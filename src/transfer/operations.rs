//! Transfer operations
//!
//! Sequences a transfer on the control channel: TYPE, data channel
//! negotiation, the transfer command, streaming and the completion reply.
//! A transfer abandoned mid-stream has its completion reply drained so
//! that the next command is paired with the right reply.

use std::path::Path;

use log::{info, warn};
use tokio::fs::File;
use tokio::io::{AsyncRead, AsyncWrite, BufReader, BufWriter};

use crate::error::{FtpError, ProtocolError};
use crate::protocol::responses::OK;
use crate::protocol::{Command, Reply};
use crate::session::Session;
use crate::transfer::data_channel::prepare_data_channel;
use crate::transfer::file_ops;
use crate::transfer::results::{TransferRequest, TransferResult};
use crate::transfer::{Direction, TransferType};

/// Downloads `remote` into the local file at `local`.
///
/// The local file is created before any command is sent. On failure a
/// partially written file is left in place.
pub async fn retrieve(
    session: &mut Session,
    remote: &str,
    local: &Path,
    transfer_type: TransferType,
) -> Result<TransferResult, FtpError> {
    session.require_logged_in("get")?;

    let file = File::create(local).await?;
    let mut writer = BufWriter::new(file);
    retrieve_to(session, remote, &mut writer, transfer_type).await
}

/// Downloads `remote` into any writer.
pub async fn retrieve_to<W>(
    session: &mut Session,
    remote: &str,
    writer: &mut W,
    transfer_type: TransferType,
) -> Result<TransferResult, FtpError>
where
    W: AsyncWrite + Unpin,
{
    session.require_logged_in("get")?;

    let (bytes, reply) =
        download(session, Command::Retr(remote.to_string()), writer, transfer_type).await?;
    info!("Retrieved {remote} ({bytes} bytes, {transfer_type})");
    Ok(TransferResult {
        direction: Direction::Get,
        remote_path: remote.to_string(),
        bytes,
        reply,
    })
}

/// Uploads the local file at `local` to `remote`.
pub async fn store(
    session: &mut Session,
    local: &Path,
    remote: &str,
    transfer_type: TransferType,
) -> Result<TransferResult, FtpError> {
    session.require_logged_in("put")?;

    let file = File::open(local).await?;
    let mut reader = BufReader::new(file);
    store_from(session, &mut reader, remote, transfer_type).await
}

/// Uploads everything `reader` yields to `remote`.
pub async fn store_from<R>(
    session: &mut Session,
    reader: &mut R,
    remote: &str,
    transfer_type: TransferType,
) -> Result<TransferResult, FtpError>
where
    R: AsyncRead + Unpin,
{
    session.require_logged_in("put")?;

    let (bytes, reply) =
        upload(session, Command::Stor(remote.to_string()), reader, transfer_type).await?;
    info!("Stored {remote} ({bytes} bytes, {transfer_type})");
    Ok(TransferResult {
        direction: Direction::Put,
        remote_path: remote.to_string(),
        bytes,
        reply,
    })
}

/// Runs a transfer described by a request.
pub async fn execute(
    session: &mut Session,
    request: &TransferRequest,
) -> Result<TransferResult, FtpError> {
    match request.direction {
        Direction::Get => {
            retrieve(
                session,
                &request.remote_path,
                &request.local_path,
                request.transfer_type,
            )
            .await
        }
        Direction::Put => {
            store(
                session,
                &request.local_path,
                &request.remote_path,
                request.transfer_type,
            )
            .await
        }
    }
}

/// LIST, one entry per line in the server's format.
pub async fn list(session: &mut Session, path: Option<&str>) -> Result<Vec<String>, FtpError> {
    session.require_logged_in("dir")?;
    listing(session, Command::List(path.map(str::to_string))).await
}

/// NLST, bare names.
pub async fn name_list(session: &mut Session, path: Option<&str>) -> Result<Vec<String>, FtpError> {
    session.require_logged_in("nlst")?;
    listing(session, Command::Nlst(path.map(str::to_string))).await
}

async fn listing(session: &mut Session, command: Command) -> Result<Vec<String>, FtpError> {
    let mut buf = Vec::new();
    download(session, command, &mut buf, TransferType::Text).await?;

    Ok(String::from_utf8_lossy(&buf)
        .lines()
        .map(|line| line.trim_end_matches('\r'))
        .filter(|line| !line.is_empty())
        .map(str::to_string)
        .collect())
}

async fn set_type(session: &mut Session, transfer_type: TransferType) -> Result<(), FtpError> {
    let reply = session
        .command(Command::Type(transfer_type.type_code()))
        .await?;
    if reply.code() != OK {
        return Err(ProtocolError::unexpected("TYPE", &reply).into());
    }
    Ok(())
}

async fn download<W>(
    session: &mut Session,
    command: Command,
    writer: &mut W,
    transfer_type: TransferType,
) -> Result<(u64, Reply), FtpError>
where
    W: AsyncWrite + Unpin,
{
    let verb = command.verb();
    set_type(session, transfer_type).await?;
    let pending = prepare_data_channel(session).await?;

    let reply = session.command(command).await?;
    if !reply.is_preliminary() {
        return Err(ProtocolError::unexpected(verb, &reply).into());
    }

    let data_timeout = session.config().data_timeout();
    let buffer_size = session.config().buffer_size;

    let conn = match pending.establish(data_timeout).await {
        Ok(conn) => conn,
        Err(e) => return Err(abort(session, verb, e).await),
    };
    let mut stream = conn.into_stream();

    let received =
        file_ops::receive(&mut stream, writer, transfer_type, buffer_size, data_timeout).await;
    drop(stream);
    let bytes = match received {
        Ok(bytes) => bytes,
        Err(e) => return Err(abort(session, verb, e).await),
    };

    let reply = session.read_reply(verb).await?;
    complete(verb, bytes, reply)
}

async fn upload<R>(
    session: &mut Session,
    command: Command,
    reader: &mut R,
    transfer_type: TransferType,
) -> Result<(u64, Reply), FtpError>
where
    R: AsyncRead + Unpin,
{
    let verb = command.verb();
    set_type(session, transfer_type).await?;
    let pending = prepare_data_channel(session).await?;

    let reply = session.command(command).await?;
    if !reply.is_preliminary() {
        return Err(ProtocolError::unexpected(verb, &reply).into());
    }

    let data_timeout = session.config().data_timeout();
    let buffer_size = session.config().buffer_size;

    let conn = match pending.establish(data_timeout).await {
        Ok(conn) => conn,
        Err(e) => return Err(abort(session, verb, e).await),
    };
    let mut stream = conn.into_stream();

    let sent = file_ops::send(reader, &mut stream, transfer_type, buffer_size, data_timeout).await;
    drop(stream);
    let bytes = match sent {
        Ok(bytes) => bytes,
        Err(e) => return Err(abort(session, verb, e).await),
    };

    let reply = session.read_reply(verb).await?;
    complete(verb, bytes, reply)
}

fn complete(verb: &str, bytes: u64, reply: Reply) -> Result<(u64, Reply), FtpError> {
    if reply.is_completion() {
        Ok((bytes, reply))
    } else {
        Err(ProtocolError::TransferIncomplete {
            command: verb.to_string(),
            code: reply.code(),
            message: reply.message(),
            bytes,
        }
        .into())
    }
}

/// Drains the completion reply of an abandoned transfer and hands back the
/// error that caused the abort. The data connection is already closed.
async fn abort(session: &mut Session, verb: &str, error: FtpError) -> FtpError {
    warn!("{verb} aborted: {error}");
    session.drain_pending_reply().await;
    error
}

======

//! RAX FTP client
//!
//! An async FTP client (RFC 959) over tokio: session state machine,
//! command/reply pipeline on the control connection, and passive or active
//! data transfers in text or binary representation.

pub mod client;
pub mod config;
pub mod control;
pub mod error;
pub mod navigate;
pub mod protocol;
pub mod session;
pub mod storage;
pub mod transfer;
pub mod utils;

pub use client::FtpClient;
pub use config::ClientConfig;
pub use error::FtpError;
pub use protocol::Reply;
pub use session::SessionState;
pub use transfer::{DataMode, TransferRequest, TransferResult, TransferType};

======

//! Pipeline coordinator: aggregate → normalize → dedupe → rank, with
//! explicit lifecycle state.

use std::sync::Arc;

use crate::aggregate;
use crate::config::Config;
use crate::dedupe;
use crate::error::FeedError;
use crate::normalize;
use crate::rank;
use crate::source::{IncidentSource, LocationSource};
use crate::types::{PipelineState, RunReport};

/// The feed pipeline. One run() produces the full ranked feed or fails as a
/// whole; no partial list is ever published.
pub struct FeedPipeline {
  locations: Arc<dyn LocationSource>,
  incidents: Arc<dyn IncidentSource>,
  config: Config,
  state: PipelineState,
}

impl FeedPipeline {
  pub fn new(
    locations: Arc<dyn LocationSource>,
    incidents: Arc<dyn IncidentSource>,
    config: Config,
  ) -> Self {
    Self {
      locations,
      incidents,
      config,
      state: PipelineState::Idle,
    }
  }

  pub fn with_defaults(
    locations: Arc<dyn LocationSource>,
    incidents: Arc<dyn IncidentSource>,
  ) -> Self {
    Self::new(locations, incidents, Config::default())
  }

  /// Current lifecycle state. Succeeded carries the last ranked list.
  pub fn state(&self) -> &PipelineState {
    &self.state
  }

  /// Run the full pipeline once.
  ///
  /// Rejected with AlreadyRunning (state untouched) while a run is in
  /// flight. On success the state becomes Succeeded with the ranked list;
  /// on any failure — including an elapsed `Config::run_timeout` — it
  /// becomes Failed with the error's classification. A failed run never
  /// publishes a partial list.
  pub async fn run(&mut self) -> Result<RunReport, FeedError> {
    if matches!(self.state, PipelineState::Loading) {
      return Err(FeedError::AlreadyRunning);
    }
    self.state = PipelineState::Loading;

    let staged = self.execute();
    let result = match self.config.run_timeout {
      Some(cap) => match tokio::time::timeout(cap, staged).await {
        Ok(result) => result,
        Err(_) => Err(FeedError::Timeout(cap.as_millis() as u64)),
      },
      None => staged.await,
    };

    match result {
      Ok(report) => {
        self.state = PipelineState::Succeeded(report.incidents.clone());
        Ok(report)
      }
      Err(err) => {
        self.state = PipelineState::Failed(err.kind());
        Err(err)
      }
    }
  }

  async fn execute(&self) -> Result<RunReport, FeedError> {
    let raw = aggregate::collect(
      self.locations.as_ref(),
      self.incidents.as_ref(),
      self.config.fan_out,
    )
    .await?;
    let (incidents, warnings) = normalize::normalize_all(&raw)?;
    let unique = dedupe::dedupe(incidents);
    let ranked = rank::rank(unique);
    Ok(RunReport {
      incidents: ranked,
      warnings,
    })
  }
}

======

* What needs to be done: Copy out all lines of the material containing the word "Failed".

* Answer space:
  /// becomes Failed with the error's classification. A failed run never
        self.state = PipelineState::Failed(err.kind());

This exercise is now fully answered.